Owens’ catch was confident. San Francisco won 30-27 and Young finally stepped out from Montana’s shadow.

Whitney Mercilus Strip Sack

Flickr/TheBrit_2

Actually, let’s talk about Malcolm Butler’s goal line interception instead. Super Bowl XLIX, one yard line, 20 seconds left. 

Seattle had the most powerful running attack in football and decided to throw. Russell Wilson’s pass was on target, but Butler jumped the route perfectly and intercepted at the goal line. 

The Patriots won 28-24 on a play that nobody—including most of New England—saw coming. Butler was an undrafted rookie making the biggest defensive play in Super Bowl history.

The decision to throw still gets debated, but Butler’s recognition was instant and decisive. He didn’t hesitate, didn’t second-guess the route he was seeing. 

Sometimes championship moments require that kind of certainty.

Desmond Howard’s Return

Flickr/fiu

Super Bowl XXXI, third quarter kickoff return for 99 yards. Howard took the kick at the one-yard line, found a seam up the middle, and outran the entire New England coverage team. 

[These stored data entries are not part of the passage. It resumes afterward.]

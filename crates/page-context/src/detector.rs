//! Visible-section scoring.

use std::time::{Duration, Instant};

use tracing::trace;

use crate::snapshot::{ElementSnapshot, PageSnapshot, Rect};

/// Maximum length, in characters, of the returned context.
pub const MAX_CONTEXT_CHARS: usize = 800;

/// Child text stops accumulating once this many characters are collected.
pub const CHILD_TEXT_BUDGET: usize = 1000;

/// Candidates with less text than this are ignored.
pub const MIN_CANDIDATE_CHARS: usize = 20;

/// Candidates taller than this many viewports are ignored.
const MAX_VIEWPORT_SPAN: f64 = 2.0;

/// Pixel slack when deciding whether an overlay touches a viewport edge.
const EDGE_TOLERANCE: f64 = 1.0;

const REGION_TAGS: &[&str] = &["section", "article"];
const FALLBACK_TAGS: &[&str] = &["h1", "h2", "h3", "h4", "h5", "h6", "p", "div"];

/// The part of the viewport not covered by pinned overlays.
#[derive(Debug, Clone, Copy, PartialEq)]
struct VisibleBand {
    top: f64,
    bottom: f64,
}

impl VisibleBand {
    fn height(&self) -> f64 {
        self.bottom - self.top
    }
}

fn visible_band(snapshot: &PageSnapshot) -> Option<VisibleBand> {
    let viewport = snapshot.viewport;
    let mut top_occlusion: f64 = 0.0;
    let mut bottom_occlusion: f64 = 0.0;

    let overlays = snapshot.all_elements().filter(|e| {
        e.position.is_pinned()
            && e.is_visible()
            && !e.rect.is_empty()
            && e.rect.height < viewport.height / 2.0
    });

    for overlay in overlays {
        let rect = overlay.rect;
        if rect.top <= EDGE_TOLERANCE && rect.bottom() > 0.0 {
            top_occlusion = top_occlusion.max(rect.bottom());
        } else if rect.bottom() >= viewport.height - EDGE_TOLERANCE && rect.top < viewport.height {
            bottom_occlusion = bottom_occlusion.max(viewport.height - rect.top);
        }
    }

    let band = VisibleBand {
        top: top_occlusion,
        bottom: viewport.height - bottom_occlusion,
    };
    (band.height() > 0.0).then_some(band)
}

fn has_tag(element: &ElementSnapshot, tags: &[&str]) -> bool {
    tags.iter().any(|t| element.tag.eq_ignore_ascii_case(t))
}

fn candidates(snapshot: &PageSnapshot) -> Vec<&ElementSnapshot> {
    let unpinned = || snapshot.all_elements().filter(|e| !e.position.is_pinned());

    let regions: Vec<_> = unpinned()
        .filter(|e| e.data_section || has_tag(e, REGION_TAGS))
        .collect();
    if !regions.is_empty() {
        return regions;
    }

    unpinned().filter(|e| has_tag(e, FALLBACK_TAGS)).collect()
}

fn collapse_whitespace(text: &str) -> String {
    text.split_whitespace().collect::<Vec<_>>().join(" ")
}

fn truncate_chars(text: &str, max: usize) -> String {
    text.chars().take(max).collect()
}

fn score(rect: &Rect, band: VisibleBand) -> f64 {
    let intersection = rect.vertical_overlap(band.top, band.bottom);
    if intersection <= 0.0 {
        return 0.0;
    }
    2.0 * (intersection / band.height()) + intersection / rect.height
}

fn best_candidate(snapshot: &PageSnapshot, band: VisibleBand) -> Option<&ElementSnapshot> {
    let max_height = snapshot.viewport.height * MAX_VIEWPORT_SPAN;
    let mut best: Option<(&ElementSnapshot, f64)> = None;

    for element in candidates(snapshot) {
        if !element.is_visible() || element.rect.is_empty() || element.rect.height > max_height {
            continue;
        }
        if element.text.trim().chars().count() < MIN_CANDIDATE_CHARS {
            continue;
        }

        let score = score(&element.rect, band);
        if score > 0.0 && best.map_or(true, |(_, s)| score > s) {
            best = Some((element, score));
        }
    }

    best.map(|(element, _)| element)
}

/// Text of the children actually on screen, so off-screen children do not bleed in.
fn visible_children_text(element: &ElementSnapshot, band: VisibleBand) -> String {
    let mut parts = Vec::new();
    let mut collected = 0;

    for child in &element.children {
        if collected >= CHILD_TEXT_BUDGET {
            break;
        }
        if !child.is_visible() || child.rect.vertical_overlap(band.top, band.bottom) <= 0.0 {
            continue;
        }

        let text = collapse_whitespace(&child.text);
        if text.is_empty() {
            continue;
        }
        collected += text.chars().count();
        parts.push(text);
    }

    parts.join(" ")
}

/// Up to [`MAX_CONTEXT_CHARS`] characters from the most visible content region.
///
/// Returns an empty string when the viewport has no size or overlays cover
/// it entirely. Falls back to the start of the body text when no region
/// qualifies.
pub fn visible_section_context(snapshot: &PageSnapshot) -> String {
    if snapshot.viewport.is_empty() {
        return String::new();
    }

    let Some(band) = visible_band(snapshot) else {
        return String::new();
    };

    let Some(winner) = best_candidate(snapshot, band) else {
        return truncate_chars(&collapse_whitespace(&snapshot.body_text), MAX_CONTEXT_CHARS);
    };

    let text = if winner.children.is_empty() {
        String::new()
    } else {
        visible_children_text(winner, band)
    };
    let text = if text.is_empty() {
        collapse_whitespace(&winner.text)
    } else {
        text
    };

    truncate_chars(&text, MAX_CONTEXT_CHARS)
}

/// Timing statistics for section detection.
#[derive(Debug, Clone, Copy, Default, PartialEq)]
pub struct DetectorStats {
    pub samples: u64,
    pub total: Duration,
    pub max: Duration,
}

impl DetectorStats {
    pub fn record(&mut self, elapsed: Duration) {
        self.samples += 1;
        self.total += elapsed;
        self.max = self.max.max(elapsed);
    }

    pub fn average(&self) -> Duration {
        match u32::try_from(self.samples) {
            Ok(0) => Duration::ZERO,
            Ok(n) => self.total / n,
            Err(_) => self.total.div_f64(self.samples as f64),
        }
    }
}

/// Section detection with self-monitoring of call duration.
#[derive(Debug, Default)]
pub struct SectionDetector {
    stats: DetectorStats,
}

impl SectionDetector {
    pub fn new() -> Self {
        Self::default()
    }

    /// Run [`visible_section_context`] and record how long it took.
    pub fn detect(&mut self, snapshot: &PageSnapshot) -> String {
        let start = Instant::now();
        let context = visible_section_context(snapshot);
        let elapsed = start.elapsed();
        self.stats.record(elapsed);

        trace!(
            elapsed_us = elapsed.as_micros() as u64,
            samples = self.stats.samples,
            chars = context.chars().count(),
            "SECTION_DETECTED"
        );
        context
    }

    pub fn stats(&self) -> DetectorStats {
        self.stats
    }
}

#[cfg(test)]
mod tests {
    use super::*;
    use crate::snapshot::{Position, Viewport};

    const LOREM: &str = "Appointment scheduling that runs itself";

    fn viewport() -> Viewport {
        Viewport::new(1200.0, 800.0)
    }

    fn section(top: f64, height: f64, text: &str) -> ElementSnapshot {
        ElementSnapshot::new("section", Rect::new(top, 0.0, 1200.0, height)).with_text(text)
    }

    #[test]
    fn test_zero_viewport() {
        let snapshot = PageSnapshot::new(Viewport::new(0.0, 800.0))
            .with_body_text("body text")
            .with_element(section(0.0, 400.0, LOREM));
        assert_eq!(visible_section_context(&snapshot), "");
    }

    #[test]
    fn test_most_visible_section_wins() {
        let snapshot = PageSnapshot::new(viewport())
            .with_element(section(-600.0, 700.0, "Hero section mostly scrolled away"))
            .with_element(section(100.0, 600.0, "Pricing plans for growing teams"))
            .with_element(section(700.0, 600.0, "Testimonials from happy customers"));

        assert_eq!(visible_section_context(&snapshot), "Pricing plans for growing teams");
    }

    #[test]
    fn test_fixed_header_occludes_top() {
        // Without the header the first section would win on coverage.
        let header = ElementSnapshot::new("header", Rect::new(0.0, 0.0, 1200.0, 300.0))
            .with_position(Position::Fixed)
            .with_text("Navigation bar with many links");
        let snapshot = PageSnapshot::new(viewport())
            .with_element(header)
            .with_element(section(0.0, 420.0, "Features overview for everyone"))
            .with_element(section(420.0, 380.0, "Integrations with your calendar"));

        assert_eq!(visible_section_context(&snapshot), "Integrations with your calendar");
    }

    #[test]
    fn test_overlay_classification() {
        let upper = section(0.0, 420.0, "Upper part of the page content");
        let lower = section(420.0, 380.0, "Lower part of the page content");

        // Touches neither viewport edge, so it does not occlude.
        let floating = ElementSnapshot::new("div", Rect::new(100.0, 0.0, 1200.0, 300.0))
            .with_position(Position::Fixed);
        let snapshot = PageSnapshot::new(viewport())
            .with_element(floating)
            .with_element(upper.clone())
            .with_element(lower.clone());
        assert_eq!(visible_section_context(&snapshot), "Upper part of the page content");

        // Half the viewport tall or more is not an overlay.
        let tall = ElementSnapshot::new("div", Rect::new(0.0, 0.0, 1200.0, 410.0))
            .with_position(Position::Fixed);
        let snapshot = PageSnapshot::new(viewport())
            .with_element(tall)
            .with_element(upper)
            .with_element(lower);
        assert_eq!(visible_section_context(&snapshot), "Upper part of the page content");
    }

    #[test]
    fn test_band_fully_occluded() {
        let top = ElementSnapshot::new("div", Rect::new(1.0, 0.0, 1200.0, 399.5))
            .with_position(Position::Fixed);
        let bottom = ElementSnapshot::new("div", Rect::new(399.5, 0.0, 1200.0, 399.5))
            .with_position(Position::Fixed);
        let snapshot = PageSnapshot::new(viewport())
            .with_body_text("body text that would otherwise be used")
            .with_element(top)
            .with_element(bottom)
            .with_element(section(0.0, 800.0, LOREM));

        assert_eq!(visible_section_context(&snapshot), "");
    }

    #[test]
    fn test_hidden_and_transparent_overlays_ignored() {
        let hidden = ElementSnapshot::new("div", Rect::new(0.0, 0.0, 1200.0, 300.0))
            .with_position(Position::Fixed)
            .hidden();
        let transparent = ElementSnapshot::new("div", Rect::new(0.0, 0.0, 1200.0, 300.0))
            .with_position(Position::Fixed)
            .with_opacity(0.0);
        let snapshot = PageSnapshot::new(viewport())
            .with_element(hidden)
            .with_element(transparent)
            .with_element(section(0.0, 420.0, "Features overview for everyone"))
            .with_element(section(420.0, 380.0, "Integrations with your calendar"));

        assert_eq!(visible_section_context(&snapshot), "Features overview for everyone");
    }

    #[test]
    fn test_short_and_tall_candidates_skipped() {
        let snapshot = PageSnapshot::new(viewport())
            .with_body_text("Fallback body text")
            .with_element(section(0.0, 800.0, "Too short"))
            .with_element(section(0.0, 1700.0, "This one is far too tall to count"));

        assert_eq!(visible_section_context(&snapshot), "Fallback body text");
    }

    #[test]
    fn test_fallback_selector_when_no_regions() {
        let snapshot = PageSnapshot::new(viewport())
            .with_element(
                ElementSnapshot::new("div", Rect::new(0.0, 0.0, 1200.0, 800.0))
                    .with_child(
                        ElementSnapshot::new("p", Rect::new(50.0, 0.0, 1200.0, 100.0))
                            .with_text("A paragraph about online payments"),
                    ),
            );

        // The outer div has no text of its own, so the paragraph wins.
        assert_eq!(visible_section_context(&snapshot), "A paragraph about online payments");
    }

    #[test]
    fn test_data_section_preferred_over_fallback() {
        let snapshot = PageSnapshot::new(viewport())
            .with_element(
                ElementSnapshot::new("p", Rect::new(0.0, 0.0, 1200.0, 790.0))
                    .with_text("A large paragraph filling the screen"),
            )
            .with_element(
                ElementSnapshot::new("div", Rect::new(600.0, 0.0, 1200.0, 100.0))
                    .data_section()
                    .with_text("Marked content region text"),
            );

        assert_eq!(visible_section_context(&snapshot), "Marked content region text");
    }

    #[test]
    fn test_visible_children_only() {
        let winner = section(0.0, 1200.0, "Heading Visible paragraph Offscreen paragraph")
            .with_child(
                ElementSnapshot::new("h2", Rect::new(10.0, 0.0, 1200.0, 40.0)).with_text("Heading"),
            )
            .with_child(
                ElementSnapshot::new("p", Rect::new(60.0, 0.0, 1200.0, 100.0))
                    .with_text("Visible   paragraph"),
            )
            .with_child(
                ElementSnapshot::new("p", Rect::new(900.0, 0.0, 1200.0, 100.0))
                    .with_text("Offscreen paragraph"),
            );
        let snapshot = PageSnapshot::new(viewport()).with_element(winner);

        assert_eq!(visible_section_context(&snapshot), "Heading Visible paragraph");
    }

    #[test]
    fn test_child_budget_and_truncation() {
        let mut winner = section(0.0, 800.0, &"x".repeat(5000));
        for i in 0..10 {
            winner = winner.with_child(
                ElementSnapshot::new("p", Rect::new(i as f64 * 70.0, 0.0, 1200.0, 60.0))
                    .with_text("y".repeat(300)),
            );
        }
        let snapshot = PageSnapshot::new(viewport()).with_element(winner);

        let context = visible_section_context(&snapshot);
        assert_eq!(context.chars().count(), MAX_CONTEXT_CHARS);
        assert!(context.starts_with('y'));
    }

    #[test]
    fn test_body_fallback_truncated() {
        let snapshot = PageSnapshot::new(viewport()).with_body_text("z".repeat(2000));
        assert_eq!(visible_section_context(&snapshot).len(), MAX_CONTEXT_CHARS);
    }

    #[test]
    fn test_result_never_exceeds_limit() {
        let long = "word ".repeat(400);
        let snapshot = PageSnapshot::new(viewport())
            .with_body_text(long.clone())
            .with_element(section(0.0, 800.0, &long));
        assert!(visible_section_context(&snapshot).chars().count() <= MAX_CONTEXT_CHARS);
    }

    #[test]
    fn test_detector_records_stats() {
        let mut detector = SectionDetector::new();
        let snapshot = PageSnapshot::new(viewport()).with_element(section(0.0, 500.0, LOREM));

        assert_eq!(detector.detect(&snapshot), LOREM);
        detector.detect(&snapshot);

        let stats = detector.stats();
        assert_eq!(stats.samples, 2);
        assert!(stats.max >= stats.average());
    }

    #[test]
    fn test_stats_average() {
        let mut stats = DetectorStats::default();
        assert_eq!(stats.average(), Duration::ZERO);
        stats.record(Duration::from_millis(2));
        stats.record(Duration::from_millis(4));
        assert_eq!(stats.average(), Duration::from_millis(3));
        assert_eq!(stats.max, Duration::from_millis(4));
    }
}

The Packers won 35-21, but Howard’s return was the play that turned a close game into a celebration. He became the first special teams player to win Super Bowl MVP, which tells you how dominant that single run was.

Ray Lewis’ Goal Line Stand

Flickr/4screens

2000 divisional playoff against Tennessee, goal line stand in the fourth quarter. The Titans had four chances from inside the five-yard line, and Lewis led a Baltimore defense that stopped them on every attempt. 

The Ravens won 24-10 and went on to win the Super Bowl behind what might have been the greatest single-season defensive performance in NFL history. Lewis was everywhere on that goal line—calling plays, making tackles, creating chaos in Tennessee’s backfield.

When the Dust Settles

Unsplash/fancycrave

These plays live on because they captured something essential about competition itself—the way pressure can either crush or clarify, how the biggest moments often come down to the smallest margins. They remind us why we watch, why we care, and why January football feels different from any other month. 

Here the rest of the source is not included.